Por Yizeth Bonilla
En Guacarí ya el sol se iba apagando en una tarde de sábado en septiembre del 83. Sobeida Vélez estaba en su casa sentada escuchando la radio mientras trabajaba en la máquina de coser, haciendo un vestido que le habían encargado. Era la hora de las noticias.
- //Un bus de Expreso Palmira que cubría la ruta Cali- Popayán quedó envuelto en llamas al chocar contra un árbol. El aparatoso accidente ocurrió ésta tarde en las afueras de Santander de Quilichao y dejó como saldo un muerto.//-
Sobeida se santiguó. En ese momento pensó en que su hija debía venir en camino desde Cali, donde realizaba sus estudios universitarios. -Mi Dios la guarde- pensó.
Nubia Loaiza había salido de su casa al medio día con unos pocos pesos, que le alcanzarían para el pasaje a Popayán.

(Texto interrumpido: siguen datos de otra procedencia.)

//! Configuration error types.

use std::path::PathBuf;
use thiserror::Error;

/// Errors that can occur during configuration loading.
#[derive(Error, Debug)]
pub enum ConfigError {
    /// Failed to read configuration file
    #[error("failed to read config file '{path}': {source}")]
    ReadFile {
        path: PathBuf,
        #[source]
        source: std::io::Error,
    },

    /// Failed to parse TOML configuration
    #[error("failed to parse config file '{path}': {source}")]
    ParseToml {
        path: PathBuf,
        #[source]
        source: toml::de::Error,
    },

    /// Environment variable named by the config is unset
    #[error("environment variable '{var}' (from '{key}') is not set")]
    MissingEnvVar { key: String, var: String },

    /// Configuration validation error
    #[error("configuration validation failed: {0}")]
    ValidationError(String),
}

impl ConfigError {
    pub fn read_file(path: impl Into<PathBuf>, source: std::io::Error) -> Self {
        Self::ReadFile {
            path: path.into(),
            source,
        }
    }

    pub fn parse_toml(path: impl Into<PathBuf>, source: toml::de::Error) -> Self {
        Self::ParseToml {
            path: path.into(),
            source,
        }
    }

    pub fn missing_env_var(key: impl Into<String>, var: impl Into<String>) -> Self {
        Self::MissingEnvVar {
            key: key.into(),
            var: var.into(),
        }
    }
}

Desde hacía mucho tiempo no hacía viajes largos, como acostumbraba en su juventud cuando se marchaba sin avisar a nadie; pasaban años sin que se tuviesen noticias suyas y empezó a llegar con un hijo de cada uno de esos viajes. Pero el tiempo había hecho sedentaria a Nubia, ésta vez
se ausentaba del pueblo para llevarle ropa a Eblin Orlanda, la única mujer entre sus cinco hijos.
Eblin había desaparecido una semana atrás. La jóven de 16 años, estudiante de la Normal de Guacarí, había escuchado en la radio acerca del temblor en Popayán. Entre las víctimas nombraron a una tía suya. Eblin no conocía a su papá y en su adolescencia se encaprichó con encontrarlo; averiguó su nombre, datos de su familia y la cuidad donde vivía. La noticia de la tía muerta le sirvió de ayuda para localizarlo. Se escapó de su casa, viajó hasta Popayán y efectivamente lo encontró. En su hogar reinó la zozobra hasta el viernes, cuando llamó para avisarle a su mamá donde se encontraba y pedirle que le llevara ropa.

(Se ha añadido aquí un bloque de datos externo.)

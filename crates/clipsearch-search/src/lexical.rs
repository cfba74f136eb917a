//! Lexical (keyword) index over HTTP
//!
//! Talks to an OpenSearch/Elasticsearch-compatible endpoint. Queries are
//! `multi_match` over the clip text fields, wrapped in a `function_score`
//! that folds in index-time engagement and recency signals.

use async_trait::async_trait;
use reqwest::{Client, StatusCode};
use serde_json::{json, Value};
use tracing::{debug, info};

use clipsearch_core::{epoch_now, ClipDocument, ItemId, SearchFilters};

use crate::error::{Result, SearchError};

/// Default connection timeout in seconds
const DEFAULT_TIMEOUT_SECS: u64 = 10;

/// Engagement weights: votes dominate, views barely register.
const VOTE_WEIGHT: f64 = 10.0;
const COMMENT_WEIGHT: f64 = 5.0;
const FAVORITE_WEIGHT: f64 = 3.0;
const VIEW_WEIGHT: f64 = 0.01;

/// Recency half-life in days. A week-old clip scores half of a fresh one.
const RECENCY_HALF_LIFE_DAYS: f64 = 7.0;

/// Weighted interaction score, stored on the document at index time.
pub fn engagement_score(doc: &ClipDocument) -> f64 {
    doc.vote_score as f64 * VOTE_WEIGHT
        + doc.comment_count as f64 * COMMENT_WEIGHT
        + doc.favorite_count as f64 * FAVORITE_WEIGHT
        + doc.view_count as f64 * VIEW_WEIGHT
}

/// Exponential-decay freshness score in [0, 100].
pub fn recency_score(created_at: i64, now: i64) -> f64 {
    let days_since = ((now - created_at).max(0) as f64) / 86_400.0;
    100.0 * (-std::f64::consts::LN_2 * days_since / RECENCY_HALF_LIFE_DAYS).exp()
}

/// A scored match from the lexical index.
#[derive(Debug, Clone, PartialEq)]
pub struct LexicalHit {
    pub id: ItemId,
    pub score: f32,
}

/// Keyword retrieval and index maintenance.
#[async_trait]
pub trait LexicalIndex: Send + Sync {
    /// Retrieve up to `size` candidates for `query`, best first.
    async fn search(
        &self,
        query: &str,
        filters: &SearchFilters,
        size: usize,
    ) -> Result<Vec<LexicalHit>>;

    /// Write or overwrite a single document.
    async fn upsert(&self, doc: &ClipDocument) -> Result<()>;

    /// Remove a document. Deleting an absent document succeeds.
    async fn delete(&self, id: &ItemId) -> Result<()>;

    /// Write a batch of documents in one request.
    async fn bulk_upsert(&self, docs: &[ClipDocument]) -> Result<()>;

    /// Create the index with its mappings if it does not exist yet.
    async fn ensure_index(&self) -> Result<()>;
}

/// Configuration for connecting to the lexical index
#[derive(Debug, Clone)]
pub struct LexicalConfig {
    /// Endpoint URL (e.g., "http://localhost:9200")
    pub url: String,
    /// Index name holding clip documents
    pub index: String,
    /// Optional basic-auth credentials
    pub username: Option<String>,
    pub password: Option<String>,
    /// Connection timeout in seconds
    pub timeout_secs: u64,
}

impl Default for LexicalConfig {
    fn default() -> Self {
        Self {
            url: "http://localhost:9200".to_string(),
            index: "clips".to_string(),
            username: None,
            password: None,
            timeout_secs: DEFAULT_TIMEOUT_SECS,
        }
    }
}

impl LexicalConfig {
    pub fn with_url(url: impl Into<String>) -> Self {
        Self {
            url: url.into(),
            ..Default::default()
        }
    }
}

/// OpenSearch-compatible lexical index client.
pub struct OpenSearchIndex {
    client: Client,
    config: LexicalConfig,
}

impl OpenSearchIndex {
    pub fn new(config: LexicalConfig) -> Result<Self> {
        let client = Client::builder()
            .timeout(std::time::Duration::from_secs(config.timeout_secs))
            .build()
            .map_err(|e| SearchError::LexicalUnavailable(format!("HTTP client error: {}", e)))?;

        Ok(Self { client, config })
    }

    fn doc_url(&self, id: &ItemId) -> String {
        format!(
            "{}/{}/_doc/{}",
            self.config.url.trim_end_matches('/'),
            self.config.index,
            id
        )
    }

    fn request(&self, builder: reqwest::RequestBuilder) -> reqwest::RequestBuilder {
        match (&self.config.username, &self.config.password) {
            (Some(user), password) => builder.basic_auth(user, password.as_deref()),
            _ => builder,
        }
    }

    fn connection_error(e: reqwest::Error) -> SearchError {
        if e.is_timeout() || e.is_connect() {
            SearchError::LexicalUnavailable(e.to_string())
        } else {
            SearchError::Lexical(e.to_string())
        }
    }

    /// Full search body: text match, filters and relevance boosting.
    fn build_query(&self, query: &str, filters: &SearchFilters, size: usize) -> Value {
        let mut must = Vec::new();
        let mut filter = vec![json!({"term": {"is_removed": false}})];

        if !query.is_empty() {
            must.push(json!({
                "multi_match": {
                    "query": query,
                    "fields": ["title^3", "creator_name^2", "broadcaster_name^2", "game_name"],
                    "fuzziness": "AUTO",
                    "operator": "and"
                }
            }));
        } else {
            must.push(json!({"match_all": {}}));
        }

        if let Some(ref game) = filters.game_name {
            filter.push(json!({"term": {"game_name.keyword": game}}));
        }
        if let Some(ref language) = filters.language {
            filter.push(json!({"term": {"language": language}}));
        }
        if !filters.include_nsfw {
            filter.push(json!({"term": {"is_nsfw": false}}));
        }

        json!({
            "size": size,
            "_source": false,
            "query": {
                "function_score": {
                    "query": {
                        "bool": {
                            "must": must,
                            "filter": filter
                        }
                    },
                    "functions": [
                        {
                            "field_value_factor": {
                                "field": "engagement_score",
                                "modifier": "log1p",
                                "factor": 0.1,
                                "missing": 0
                            }
                        },
                        {
                            "field_value_factor": {
                                "field": "recency_score",
                                "modifier": "none",
                                "factor": 0.5,
                                "missing": 0
                            }
                        }
                    ],
                    "score_mode": "sum",
                    "boost_mode": "sum"
                }
            }
        })
    }

    fn build_document(doc: &ClipDocument) -> Value {
        let now = epoch_now();
        json!({
            "id": doc.id,
            "title": doc.title,
            "creator_name": doc.creator_name,
            "broadcaster_name": doc.broadcaster_name,
            "game_name": doc.game_name,
            "language": doc.language,
            "tags": doc.tags,
            "view_count": doc.view_count,
            "vote_score": doc.vote_score,
            "comment_count": doc.comment_count,
            "favorite_count": doc.favorite_count,
            "is_nsfw": doc.is_nsfw,
            "is_removed": doc.is_removed,
            "created_at": doc.created_at,
            "indexed_at": now,
            "engagement_score": engagement_score(doc),
            "recency_score": recency_score(doc.created_at, now),
        })
    }

    async fn check_response(response: reqwest::Response, context: &str) -> Result<Value> {
        let status = response.status();
        if status == StatusCode::SERVICE_UNAVAILABLE {
            return Err(SearchError::LexicalUnavailable(format!(
                "{}: service unavailable",
                context
            )));
        }
        if !status.is_success() {
            let body = response.text().await.unwrap_or_default();
            return Err(SearchError::Lexical(format!(
                "{} failed with status {}: {}",
                context, status, body
            )));
        }
        response
            .json()
            .await
            .map_err(|e| SearchError::Lexical(format!("{}: invalid response: {}", context, e)))
    }
}

#[async_trait]
impl LexicalIndex for OpenSearchIndex {
    async fn search(
        &self,
        query: &str,
        filters: &SearchFilters,
        size: usize,
    ) -> Result<Vec<LexicalHit>> {
        let url = format!(
            "{}/{}/_search",
            self.config.url.trim_end_matches('/'),
            self.config.index
        );
        let body = self.build_query(query, filters, size);

        debug!(%query, size, "lexical search");

        let response = self
            .request(self.client.post(&url))
            .json(&body)
            .send()
            .await
            .map_err(Self::connection_error)?;

        let parsed = Self::check_response(response, "search").await?;

        let hits = parsed["hits"]["hits"]
            .as_array()
            .map(|hits| {
                hits.iter()
                    .filter_map(|hit| {
                        let id = hit["_id"].as_str()?;
                        let score = hit["_score"].as_f64()? as f32;
                        Some(LexicalHit {
                            id: ItemId::from(id),
                            score,
                        })
                    })
                    .collect()
            })
            .unwrap_or_default();

        Ok(hits)
    }

    async fn upsert(&self, doc: &ClipDocument) -> Result<()> {
        let url = format!("{}?refresh=false", self.doc_url(&doc.id));
        let body = Self::build_document(doc);

        let response = self
            .request(self.client.put(&url))
            .json(&body)
            .send()
            .await
            .map_err(Self::connection_error)?;

        Self::check_response(response, "upsert").await?;
        Ok(())
    }

    async fn delete(&self, id: &ItemId) -> Result<()> {
        let response = self
            .request(self.client.delete(self.doc_url(id)))
            .send()
            .await
            .map_err(Self::connection_error)?;

        // Already gone counts as deleted
        if response.status() == StatusCode::NOT_FOUND {
            debug!(%id, "delete of absent document");
            return Ok(());
        }

        Self::check_response(response, "delete").await?;
        Ok(())
    }

    async fn bulk_upsert(&self, docs: &[ClipDocument]) -> Result<()> {
        if docs.is_empty() {
            return Ok(());
        }

        let mut body = String::new();
        for doc in docs {
            let meta = json!({"index": {"_index": self.config.index, "_id": doc.id}});
            body.push_str(&serde_json::to_string(&meta)?);
            body.push('\n');
            body.push_str(&serde_json::to_string(&Self::build_document(doc))?);
            body.push('\n');
        }

        let url = format!("{}/_bulk", self.config.url.trim_end_matches('/'));
        let response = self
            .request(self.client.post(&url))
            .header("Content-Type", "application/x-ndjson")
            .body(body)
            .send()
            .await
            .map_err(Self::connection_error)?;

        let parsed = Self::check_response(response, "bulk").await?;

        if parsed["errors"].as_bool().unwrap_or(false) {
            return Err(SearchError::Lexical("bulk request had item errors".into()));
        }

        debug!(count = docs.len(), "bulk indexed");
        Ok(())
    }

    async fn ensure_index(&self) -> Result<()> {
        let url = format!(
            "{}/{}",
            self.config.url.trim_end_matches('/'),
            self.config.index
        );

        let response = self
            .request(self.client.head(&url))
            .send()
            .await
            .map_err(Self::connection_error)?;

        if response.status().is_success() {
            debug!(index = %self.config.index, "index already exists");
            return Ok(());
        }

        let mapping = json!({
            "settings": {
                "number_of_shards": 1,
                "number_of_replicas": 1
            },
            "mappings": {
                "properties": {
                    "id":               {"type": "keyword"},
                    "title":            {"type": "text", "fields": {"keyword": {"type": "keyword"}}},
                    "creator_name":     {"type": "text", "fields": {"keyword": {"type": "keyword"}}},
                    "broadcaster_name": {"type": "text", "fields": {"keyword": {"type": "keyword"}}},
                    "game_name":        {"type": "text", "fields": {"keyword": {"type": "keyword"}}},
                    "language":         {"type": "keyword"},
                    "tags":             {"type": "keyword"},
                    "view_count":       {"type": "long"},
                    "vote_score":       {"type": "long"},
                    "comment_count":    {"type": "long"},
                    "favorite_count":   {"type": "long"},
                    "is_nsfw":          {"type": "boolean"},
                    "is_removed":       {"type": "boolean"},
                    "created_at":       {"type": "long"},
                    "indexed_at":       {"type": "long"},
                    "engagement_score": {"type": "float"},
                    "recency_score":    {"type": "float"}
                }
            }
        });

        let response = self
            .request(self.client.put(&url))
            .json(&mapping)
            .send()
            .await
            .map_err(Self::connection_error)?;

        Self::check_response(response, "create index").await?;
        info!(index = %self.config.index, "lexical index created");
        Ok(())
    }
}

Nubia no sabía que sentimiento era más fuerte en su corazón en aquel momento, el alivio por encontrar a su hija o la rabia por la osadía que ésta había cometido, sin embargo, empacó en una maletica la ropa y le dijo a doña Alejandrina, su mamá, que regresaría al día siguiente.
Aquel domingo pasó. Doña Alejandrina se paró muy tarde del andén de su casa, donde aguardaba la llegada de Nubia mientras charlaba con las vecinas y se fumaba unos puchos.

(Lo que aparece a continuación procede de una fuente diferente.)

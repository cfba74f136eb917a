//! Embedding backfill scheduler
//!
//! Sweeps the catalog for recent clips that have no embedding yet and fills
//! them in with background-priority provider calls. Runs on a timer but can
//! be triggered manually (admin endpoint, CLI).
//!
//! Passes are idempotent: each clip is re-fetched immediately before its
//! provider call, and an in-flight set keeps an overlapping manual trigger
//! from embedding the same clip twice. A clip that fails stays unembedded
//! and is picked up again on the next pass.

use std::collections::HashSet;
use std::sync::Arc;
use std::time::Duration;

use parking_lot::Mutex;
use tokio::sync::Semaphore;
use tokio::task::JoinHandle;
use tracing::{debug, info, warn};

use clipsearch_core::{epoch_now, Catalog, ItemId};

use crate::embeddings::{EmbedPriority, Embedder};
use crate::error::Result;
use crate::metrics::SearchMetrics;
use crate::vector::VectorIndex;

/// Scheduler tuning knobs.
#[derive(Debug, Clone)]
pub struct BackfillConfig {
    /// Time between automatic passes
    pub interval: Duration,
    /// Only clips created within this window are backfilled
    pub lookback: Duration,
    /// Clips per pass
    pub batch_size: usize,
    /// Concurrent provider calls per pass
    pub concurrency: usize,
}

impl Default for BackfillConfig {
    fn default() -> Self {
        Self {
            interval: Duration::from_secs(300),
            lookback: Duration::from_secs(7 * 24 * 60 * 60),
            batch_size: 100,
            concurrency: 4,
        }
    }
}

/// Outcome of one backfill pass.
#[derive(Debug, Clone, Default, PartialEq, Eq)]
pub struct BackfillReport {
    /// Clips the catalog listed as missing an embedding
    pub scanned: usize,
    /// Embeddings generated and stored
    pub embedded: usize,
    /// Clips skipped: already in flight, or gone by generation time
    pub skipped: usize,
    /// Clips whose generation or storage failed
    pub failed: usize,
}

/// Periodic embedding backfill over the catalog.
pub struct BackfillScheduler {
    catalog: Arc<dyn Catalog>,
    embedder: Arc<dyn Embedder>,
    vectors: Arc<dyn VectorIndex>,
    config: BackfillConfig,
    metrics: Arc<SearchMetrics>,
    in_flight: Mutex<HashSet<ItemId>>,
}

impl BackfillScheduler {
    pub fn new(
        catalog: Arc<dyn Catalog>,
        embedder: Arc<dyn Embedder>,
        vectors: Arc<dyn VectorIndex>,
        config: BackfillConfig,
        metrics: Arc<SearchMetrics>,
    ) -> Self {
        Self {
            catalog,
            embedder,
            vectors,
            config,
            metrics,
            in_flight: Mutex::new(HashSet::new()),
        }
    }

    /// Run passes forever on the configured interval.
    pub fn spawn(self: Arc<Self>) -> JoinHandle<()> {
        tokio::spawn(async move {
            let mut ticker = tokio::time::interval(self.config.interval);
            ticker.set_missed_tick_behavior(tokio::time::MissedTickBehavior::Delay);
            loop {
                ticker.tick().await;
                match self.run_once().await {
                    Ok(report) => {
                        if report.scanned > 0 {
                            info!(
                                scanned = report.scanned,
                                embedded = report.embedded,
                                skipped = report.skipped,
                                failed = report.failed,
                                "backfill pass complete"
                            );
                        }
                    }
                    Err(e) => warn!(error = %e, "backfill pass failed"),
                }
            }
        })
    }

    /// One scheduled pass over the recent-clip window: list, claim, embed,
    /// store, mark.
    pub async fn run_once(&self) -> Result<BackfillReport> {
        let cutoff = epoch_now() - self.config.lookback.as_secs() as i64;
        let report = self
            .run_batch(Some(cutoff), self.config.batch_size)
            .await?;
        self.refresh_coverage().await;
        Ok(report)
    }

    /// Manual recovery entry: sweeps the whole catalog regardless of clip
    /// age, batch by batch, until `limit` clips are embedded or no further
    /// progress is possible.
    pub async fn run_forced(
        &self,
        batch_size: usize,
        limit: Option<usize>,
    ) -> Result<BackfillReport> {
        let batch_size = batch_size.max(1);
        let mut total = BackfillReport::default();

        loop {
            let request = match limit {
                Some(limit) => {
                    let left = limit.saturating_sub(total.embedded);
                    if left == 0 {
                        break;
                    }
                    left.min(batch_size)
                }
                None => batch_size,
            };

            let pass = self.run_batch(None, request).await?;
            total.scanned += pass.scanned;
            total.embedded += pass.embedded;
            total.skipped += pass.skipped;
            total.failed += pass.failed;

            // Stop when the catalog is drained, or when an all-failure batch
            // would otherwise loop forever
            if pass.scanned < request || pass.embedded == 0 {
                break;
            }
        }

        self.refresh_coverage().await;
        Ok(total)
    }

    async fn run_batch(
        &self,
        cutoff: Option<i64>,
        batch_size: usize,
    ) -> Result<BackfillReport> {
        let missing = self.catalog.missing_embeddings(cutoff, batch_size).await?;

        let mut report = BackfillReport {
            scanned: missing.len(),
            ..Default::default()
        };

        if missing.is_empty() {
            return Ok(report);
        }

        debug!(count = missing.len(), "backfilling embeddings");

        let permits = Arc::new(Semaphore::new(self.config.concurrency.max(1)));
        let mut handles = Vec::with_capacity(missing.len());

        for id in missing {
            // Claim the clip; an overlapping pass owning it skips it here
            if !self.in_flight.lock().insert(id.clone()) {
                report.skipped += 1;
                continue;
            }

            let Ok(permit) = Arc::clone(&permits).acquire_owned().await else {
                break;
            };

            let catalog = Arc::clone(&self.catalog);
            let embedder = Arc::clone(&self.embedder);
            let vectors = Arc::clone(&self.vectors);
            let metrics = Arc::clone(&self.metrics);

            handles.push(tokio::spawn(async move {
                let _permit = permit;
                backfill_one(id, catalog, embedder, vectors, metrics).await
            }));
        }

        for handle in handles {
            let (id, outcome) = match handle.await {
                Ok(done) => done,
                Err(e) => {
                    warn!(error = %e, "backfill task panicked");
                    report.failed += 1;
                    continue;
                }
            };
            self.in_flight.lock().remove(&id);
            match outcome {
                ItemOutcome::Embedded => report.embedded += 1,
                ItemOutcome::Skipped => report.skipped += 1,
                ItemOutcome::Failed => report.failed += 1,
            }
        }

        Ok(report)
    }

    async fn refresh_coverage(&self) {
        match self.catalog.coverage().await {
            Ok(coverage) => self
                .metrics
                .set_coverage(coverage.embedded, coverage.missing),
            Err(e) => warn!(error = %e, "coverage refresh failed"),
        }
    }
}

enum ItemOutcome {
    Embedded,
    Skipped,
    Failed,
}

/// Embed and store one clip. Never panics back into the pass.
async fn backfill_one(
    id: ItemId,
    catalog: Arc<dyn Catalog>,
    embedder: Arc<dyn Embedder>,
    vectors: Arc<dyn VectorIndex>,
    metrics: Arc<SearchMetrics>,
) -> (ItemId, ItemOutcome) {
    // Re-check right before the provider call: the clip may have been
    // removed or embedded since the pass listed it
    let doc = match catalog.fetch(&id).await {
        Ok(Some(doc)) if !doc.has_embedding() => doc,
        Ok(_) => return (id, ItemOutcome::Skipped),
        Err(e) => {
            warn!(%id, error = %e, "backfill fetch failed");
            return (id, ItemOutcome::Failed);
        }
    };

    let text = doc.embedding_text();
    let vector = match embedder
        .embed_one(text, EmbedPriority::Background)
        .await
    {
        Ok(vector) => vector,
        Err(e) => {
            warn!(%id, error = %e, "embedding generation failed");
            return (id, ItemOutcome::Failed);
        }
    };

    if let Err(e) = vectors.upsert(&id, vector, embedder.model()).await {
        warn!(%id, error = %e, "vector store write failed");
        return (id, ItemOutcome::Failed);
    }

    if let Err(e) = catalog.mark_embedded(&id, embedder.model(), epoch_now()).await {
        // The vector is stored; the next pass will retry the bookkeeping
        warn!(%id, error = %e, "embedding bookkeeping failed");
        return (id, ItemOutcome::Failed);
    }

    metrics.record_embedding_generated();
    (id, ItemOutcome::Embedded)
}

-Seguro le cogió la tarde por allá y se quedó a dormir… es que en las que la pone esa muchachita. Jajaja… Pero ahí tiene pa´ que se joda como yo me jodí con ella- comentó la viejita con una de sus hijas.- Pero mañana le toca madrugar pa´ venirse porque tiene que trabajar-
En la mañana de lunes no llegó a la casa, ni en la tarde, ni en la noche. Doña Alejandrina llamó a su nieto Gustavo, el hijo mayor de Nubia, que vivía en Palmira. Él no tenía noticias de su mamá. Al día siguiente tampoco se sabía el porqué de su demora en regresar. Llamaron a Eblin Orlanda.
-¿Cómo así?, ¡¡Pero si mi mamá no ha venido acá!! Yo no sé nada de ella.
Tal respuesta dejó más intranquila a la familia. Por un momento pensaron en que posiblemente Nubia se había ido a buscar nuevos horizontes otra vez. ¿Pero cómo, si tenía un compromiso de trabajo? Los patrones de la casa donde Nubia trabajaba como empleada doméstica tampoco sabían nada de su paradero y se unieron a la búsqueda. Gustavo visitó Expreso Palmira, donde no le dieron ningún tipo de información respecto al bus que abordó su mamá y mucho menos acerca de ella.
Buscaron en anfiteatros, en hospitales, en el diario El País… en toda parte, pero nada, nadie les daba razón.
Doña Alejandrina estaba sentada en el andén llena de angustia, fumando más y más puchos mientras miraba hacía la calle que bajaba de la galería, donde arribaban los buses al pueblo. Los familiares y las amigas fueron llegando, entre ellas Sobeida, quién era su vecina de enfrente.
Misia Sobe, cuando se enteró de todo, recordó la noticia del accidente del expreso Palmira que escuchó por radio. Con un nudo en la garganta comento esto con los Loaiza. Gustavo siguió buscando a su mamá por todas partes, pero tan sólo el jueves decidió ir nuevamente a la empresa de transportes, esta vez preguntando por el bus accidentado.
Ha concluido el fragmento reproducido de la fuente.